===== MATERIAL SUPPLIED =====

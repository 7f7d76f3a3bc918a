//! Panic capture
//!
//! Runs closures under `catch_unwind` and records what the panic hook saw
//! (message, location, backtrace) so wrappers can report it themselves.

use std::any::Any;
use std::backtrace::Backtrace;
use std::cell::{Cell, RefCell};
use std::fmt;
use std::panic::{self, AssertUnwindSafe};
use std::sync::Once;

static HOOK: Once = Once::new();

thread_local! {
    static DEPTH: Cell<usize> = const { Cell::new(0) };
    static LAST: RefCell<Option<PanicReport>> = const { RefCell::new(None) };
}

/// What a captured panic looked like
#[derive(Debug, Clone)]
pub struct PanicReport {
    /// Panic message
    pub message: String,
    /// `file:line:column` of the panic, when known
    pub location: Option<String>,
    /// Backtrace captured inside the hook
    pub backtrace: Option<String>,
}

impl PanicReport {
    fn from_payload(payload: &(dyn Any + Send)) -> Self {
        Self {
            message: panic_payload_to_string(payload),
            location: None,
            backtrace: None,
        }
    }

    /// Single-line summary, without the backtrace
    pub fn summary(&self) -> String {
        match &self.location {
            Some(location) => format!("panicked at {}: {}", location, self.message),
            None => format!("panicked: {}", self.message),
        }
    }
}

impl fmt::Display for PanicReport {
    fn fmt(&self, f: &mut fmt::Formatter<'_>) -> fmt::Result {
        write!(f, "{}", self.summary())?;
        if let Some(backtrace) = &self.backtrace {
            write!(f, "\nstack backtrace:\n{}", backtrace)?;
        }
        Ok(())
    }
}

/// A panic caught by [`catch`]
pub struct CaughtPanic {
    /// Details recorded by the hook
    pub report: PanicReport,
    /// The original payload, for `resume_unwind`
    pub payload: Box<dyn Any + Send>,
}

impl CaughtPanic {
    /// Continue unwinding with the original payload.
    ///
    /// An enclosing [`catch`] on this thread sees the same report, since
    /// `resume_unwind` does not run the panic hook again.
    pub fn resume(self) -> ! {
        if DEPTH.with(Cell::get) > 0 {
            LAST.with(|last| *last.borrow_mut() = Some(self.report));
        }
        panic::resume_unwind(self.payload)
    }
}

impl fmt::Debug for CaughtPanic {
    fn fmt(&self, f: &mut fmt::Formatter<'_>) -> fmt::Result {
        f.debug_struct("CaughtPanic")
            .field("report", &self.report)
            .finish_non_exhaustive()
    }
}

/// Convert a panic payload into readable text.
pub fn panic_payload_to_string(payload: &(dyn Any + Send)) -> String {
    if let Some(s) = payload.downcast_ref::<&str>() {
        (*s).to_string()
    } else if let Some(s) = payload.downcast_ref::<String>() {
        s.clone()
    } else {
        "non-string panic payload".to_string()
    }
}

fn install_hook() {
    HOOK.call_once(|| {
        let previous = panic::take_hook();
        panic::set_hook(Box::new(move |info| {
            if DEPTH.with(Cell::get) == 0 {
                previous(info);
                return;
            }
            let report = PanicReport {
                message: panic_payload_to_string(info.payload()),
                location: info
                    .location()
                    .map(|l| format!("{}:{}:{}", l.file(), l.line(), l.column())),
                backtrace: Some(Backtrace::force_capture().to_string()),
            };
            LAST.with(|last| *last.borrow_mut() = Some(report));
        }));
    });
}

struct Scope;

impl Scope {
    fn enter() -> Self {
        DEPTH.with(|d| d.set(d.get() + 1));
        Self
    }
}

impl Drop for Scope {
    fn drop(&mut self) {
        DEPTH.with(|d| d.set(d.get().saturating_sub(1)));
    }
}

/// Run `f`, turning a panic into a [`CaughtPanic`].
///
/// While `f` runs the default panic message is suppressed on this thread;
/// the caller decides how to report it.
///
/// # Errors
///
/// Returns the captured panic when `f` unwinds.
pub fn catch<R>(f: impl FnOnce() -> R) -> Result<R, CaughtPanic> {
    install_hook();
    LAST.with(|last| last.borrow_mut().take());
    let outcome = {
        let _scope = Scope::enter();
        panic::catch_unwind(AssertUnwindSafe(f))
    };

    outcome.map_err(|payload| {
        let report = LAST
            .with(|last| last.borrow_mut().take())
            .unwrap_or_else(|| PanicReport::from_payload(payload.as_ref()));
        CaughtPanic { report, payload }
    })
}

=====
===== MATERIAL SUPPLIED =====

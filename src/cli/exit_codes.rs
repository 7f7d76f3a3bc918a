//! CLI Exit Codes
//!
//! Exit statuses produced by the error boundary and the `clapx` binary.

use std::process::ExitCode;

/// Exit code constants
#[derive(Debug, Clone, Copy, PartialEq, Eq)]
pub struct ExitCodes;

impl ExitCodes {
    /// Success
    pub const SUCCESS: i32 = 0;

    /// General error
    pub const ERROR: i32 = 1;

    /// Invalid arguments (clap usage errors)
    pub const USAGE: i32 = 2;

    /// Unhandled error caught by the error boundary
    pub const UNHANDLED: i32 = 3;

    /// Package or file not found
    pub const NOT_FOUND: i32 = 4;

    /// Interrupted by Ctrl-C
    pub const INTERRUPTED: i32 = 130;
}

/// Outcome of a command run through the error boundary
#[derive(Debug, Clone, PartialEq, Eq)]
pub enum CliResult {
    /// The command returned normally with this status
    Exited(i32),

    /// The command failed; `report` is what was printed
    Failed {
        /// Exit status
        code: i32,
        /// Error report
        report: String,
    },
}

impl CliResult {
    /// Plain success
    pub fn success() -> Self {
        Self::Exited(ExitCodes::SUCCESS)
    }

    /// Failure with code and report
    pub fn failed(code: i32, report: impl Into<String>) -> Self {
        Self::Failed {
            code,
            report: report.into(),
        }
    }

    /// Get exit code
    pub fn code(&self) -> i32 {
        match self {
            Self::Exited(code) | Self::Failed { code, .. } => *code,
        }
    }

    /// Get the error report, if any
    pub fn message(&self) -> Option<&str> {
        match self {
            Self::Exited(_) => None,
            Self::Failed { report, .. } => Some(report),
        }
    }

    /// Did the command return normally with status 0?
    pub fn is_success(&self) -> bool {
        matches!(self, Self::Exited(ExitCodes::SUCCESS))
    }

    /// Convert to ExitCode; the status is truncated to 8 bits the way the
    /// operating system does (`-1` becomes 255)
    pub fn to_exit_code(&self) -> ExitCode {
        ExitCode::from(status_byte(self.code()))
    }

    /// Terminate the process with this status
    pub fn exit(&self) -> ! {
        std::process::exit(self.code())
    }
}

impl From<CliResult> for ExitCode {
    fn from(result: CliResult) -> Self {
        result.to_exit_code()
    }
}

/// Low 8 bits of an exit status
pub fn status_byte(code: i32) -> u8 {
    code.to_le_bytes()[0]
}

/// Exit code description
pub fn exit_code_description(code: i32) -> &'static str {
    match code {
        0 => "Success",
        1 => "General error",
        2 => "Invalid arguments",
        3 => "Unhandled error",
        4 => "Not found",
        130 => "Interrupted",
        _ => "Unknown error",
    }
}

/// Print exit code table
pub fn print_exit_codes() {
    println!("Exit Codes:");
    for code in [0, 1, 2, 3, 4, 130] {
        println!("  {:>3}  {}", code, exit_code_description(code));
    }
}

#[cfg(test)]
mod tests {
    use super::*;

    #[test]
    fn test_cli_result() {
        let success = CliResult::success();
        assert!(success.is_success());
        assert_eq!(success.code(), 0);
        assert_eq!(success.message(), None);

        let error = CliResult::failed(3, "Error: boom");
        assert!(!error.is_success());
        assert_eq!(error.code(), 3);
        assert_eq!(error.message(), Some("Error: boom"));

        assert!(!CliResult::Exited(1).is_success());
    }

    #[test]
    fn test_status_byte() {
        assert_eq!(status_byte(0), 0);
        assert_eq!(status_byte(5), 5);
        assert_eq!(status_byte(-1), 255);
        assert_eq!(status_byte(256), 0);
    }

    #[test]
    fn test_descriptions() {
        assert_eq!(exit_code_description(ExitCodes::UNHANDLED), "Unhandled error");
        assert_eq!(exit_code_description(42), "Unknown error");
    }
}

=====
===== MATERIAL SUPPLIED =====

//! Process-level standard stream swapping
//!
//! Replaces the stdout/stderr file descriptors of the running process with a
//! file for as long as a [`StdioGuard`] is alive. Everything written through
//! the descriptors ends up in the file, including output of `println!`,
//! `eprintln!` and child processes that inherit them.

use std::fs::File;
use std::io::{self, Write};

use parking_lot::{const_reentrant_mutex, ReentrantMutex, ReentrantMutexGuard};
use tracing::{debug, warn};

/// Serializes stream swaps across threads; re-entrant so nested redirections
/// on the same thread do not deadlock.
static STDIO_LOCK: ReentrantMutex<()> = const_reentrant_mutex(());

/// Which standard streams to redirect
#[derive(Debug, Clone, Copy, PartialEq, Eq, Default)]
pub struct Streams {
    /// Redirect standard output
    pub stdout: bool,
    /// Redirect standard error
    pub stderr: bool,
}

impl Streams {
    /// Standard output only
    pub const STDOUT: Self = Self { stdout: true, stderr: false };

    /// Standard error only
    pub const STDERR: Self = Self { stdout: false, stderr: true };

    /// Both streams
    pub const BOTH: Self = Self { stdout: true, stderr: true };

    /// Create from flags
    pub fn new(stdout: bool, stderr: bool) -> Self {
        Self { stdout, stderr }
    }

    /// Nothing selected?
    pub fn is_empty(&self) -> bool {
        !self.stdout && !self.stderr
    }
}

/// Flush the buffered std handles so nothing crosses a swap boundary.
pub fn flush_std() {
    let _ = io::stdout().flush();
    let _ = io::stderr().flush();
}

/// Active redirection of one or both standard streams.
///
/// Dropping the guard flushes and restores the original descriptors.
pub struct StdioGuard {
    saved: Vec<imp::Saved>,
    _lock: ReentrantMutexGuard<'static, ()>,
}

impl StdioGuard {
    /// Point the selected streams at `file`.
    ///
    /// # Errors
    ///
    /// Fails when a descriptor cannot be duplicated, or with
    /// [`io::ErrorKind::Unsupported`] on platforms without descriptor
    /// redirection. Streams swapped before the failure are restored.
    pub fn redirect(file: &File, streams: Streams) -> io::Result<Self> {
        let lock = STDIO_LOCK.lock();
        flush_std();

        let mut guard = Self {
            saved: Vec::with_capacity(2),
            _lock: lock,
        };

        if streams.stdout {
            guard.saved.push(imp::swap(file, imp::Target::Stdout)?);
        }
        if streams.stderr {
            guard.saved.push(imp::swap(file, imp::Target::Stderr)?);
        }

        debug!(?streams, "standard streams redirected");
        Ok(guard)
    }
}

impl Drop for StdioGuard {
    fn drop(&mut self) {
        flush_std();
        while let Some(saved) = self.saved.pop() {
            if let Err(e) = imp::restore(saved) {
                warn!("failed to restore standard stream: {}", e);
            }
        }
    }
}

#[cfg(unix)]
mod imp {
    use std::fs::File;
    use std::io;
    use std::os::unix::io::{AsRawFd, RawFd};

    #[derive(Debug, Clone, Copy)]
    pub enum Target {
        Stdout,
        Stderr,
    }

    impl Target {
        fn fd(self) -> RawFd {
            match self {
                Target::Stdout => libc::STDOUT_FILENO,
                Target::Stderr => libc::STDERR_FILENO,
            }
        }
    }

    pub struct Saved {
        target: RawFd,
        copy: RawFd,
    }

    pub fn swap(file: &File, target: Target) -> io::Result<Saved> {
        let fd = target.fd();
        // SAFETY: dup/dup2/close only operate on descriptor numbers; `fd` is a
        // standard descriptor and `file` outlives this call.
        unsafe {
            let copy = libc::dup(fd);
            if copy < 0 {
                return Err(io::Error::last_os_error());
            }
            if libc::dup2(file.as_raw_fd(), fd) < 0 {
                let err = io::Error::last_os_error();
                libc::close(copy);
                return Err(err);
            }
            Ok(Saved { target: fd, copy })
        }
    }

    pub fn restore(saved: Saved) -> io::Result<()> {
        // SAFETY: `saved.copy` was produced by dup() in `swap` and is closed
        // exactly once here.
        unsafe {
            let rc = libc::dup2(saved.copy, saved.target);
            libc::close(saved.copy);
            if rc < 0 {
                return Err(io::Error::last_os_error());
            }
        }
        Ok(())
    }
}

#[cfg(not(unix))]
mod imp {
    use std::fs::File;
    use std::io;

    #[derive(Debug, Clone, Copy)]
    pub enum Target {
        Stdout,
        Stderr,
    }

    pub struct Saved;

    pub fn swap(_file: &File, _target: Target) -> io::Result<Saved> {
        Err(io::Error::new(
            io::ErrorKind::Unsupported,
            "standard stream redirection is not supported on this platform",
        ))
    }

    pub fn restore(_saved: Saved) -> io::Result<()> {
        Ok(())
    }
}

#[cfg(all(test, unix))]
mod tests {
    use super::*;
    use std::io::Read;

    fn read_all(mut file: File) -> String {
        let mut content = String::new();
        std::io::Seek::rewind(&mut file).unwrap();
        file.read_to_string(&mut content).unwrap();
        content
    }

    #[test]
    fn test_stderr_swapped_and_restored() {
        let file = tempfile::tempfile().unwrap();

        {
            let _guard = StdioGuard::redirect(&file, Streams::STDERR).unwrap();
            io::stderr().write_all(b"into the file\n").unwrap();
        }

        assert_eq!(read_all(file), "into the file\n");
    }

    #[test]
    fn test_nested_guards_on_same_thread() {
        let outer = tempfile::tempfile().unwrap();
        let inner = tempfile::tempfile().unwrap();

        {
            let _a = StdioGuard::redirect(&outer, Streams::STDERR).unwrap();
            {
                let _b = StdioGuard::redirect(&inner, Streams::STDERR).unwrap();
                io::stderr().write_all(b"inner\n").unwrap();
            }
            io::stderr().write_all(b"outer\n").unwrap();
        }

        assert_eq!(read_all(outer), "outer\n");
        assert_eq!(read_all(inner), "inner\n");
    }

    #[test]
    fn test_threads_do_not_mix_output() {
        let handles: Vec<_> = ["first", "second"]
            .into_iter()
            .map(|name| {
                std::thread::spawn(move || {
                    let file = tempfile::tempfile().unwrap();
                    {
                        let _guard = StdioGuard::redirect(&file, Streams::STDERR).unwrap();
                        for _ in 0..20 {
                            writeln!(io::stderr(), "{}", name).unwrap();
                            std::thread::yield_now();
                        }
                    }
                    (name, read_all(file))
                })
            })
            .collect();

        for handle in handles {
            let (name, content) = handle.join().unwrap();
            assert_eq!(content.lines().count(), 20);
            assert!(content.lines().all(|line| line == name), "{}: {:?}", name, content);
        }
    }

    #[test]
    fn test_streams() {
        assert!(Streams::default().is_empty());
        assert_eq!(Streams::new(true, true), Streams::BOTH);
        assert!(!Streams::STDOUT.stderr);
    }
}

=====

**PROBLEM DETAILS:**
The lines in the entries above that carry the word "libc" must be copied.

**TASK ANSWER:**
                Target::Stdout => libc::STDOUT_FILENO,
                Target::Stderr => libc::STDERR_FILENO,
            let copy = libc::dup(fd);
            if libc::dup2(file.as_raw_fd(), fd) < 0 {
                libc::close(copy);
            let rc = libc::dup2(saved.copy, saved.target);
            libc::close(saved.copy);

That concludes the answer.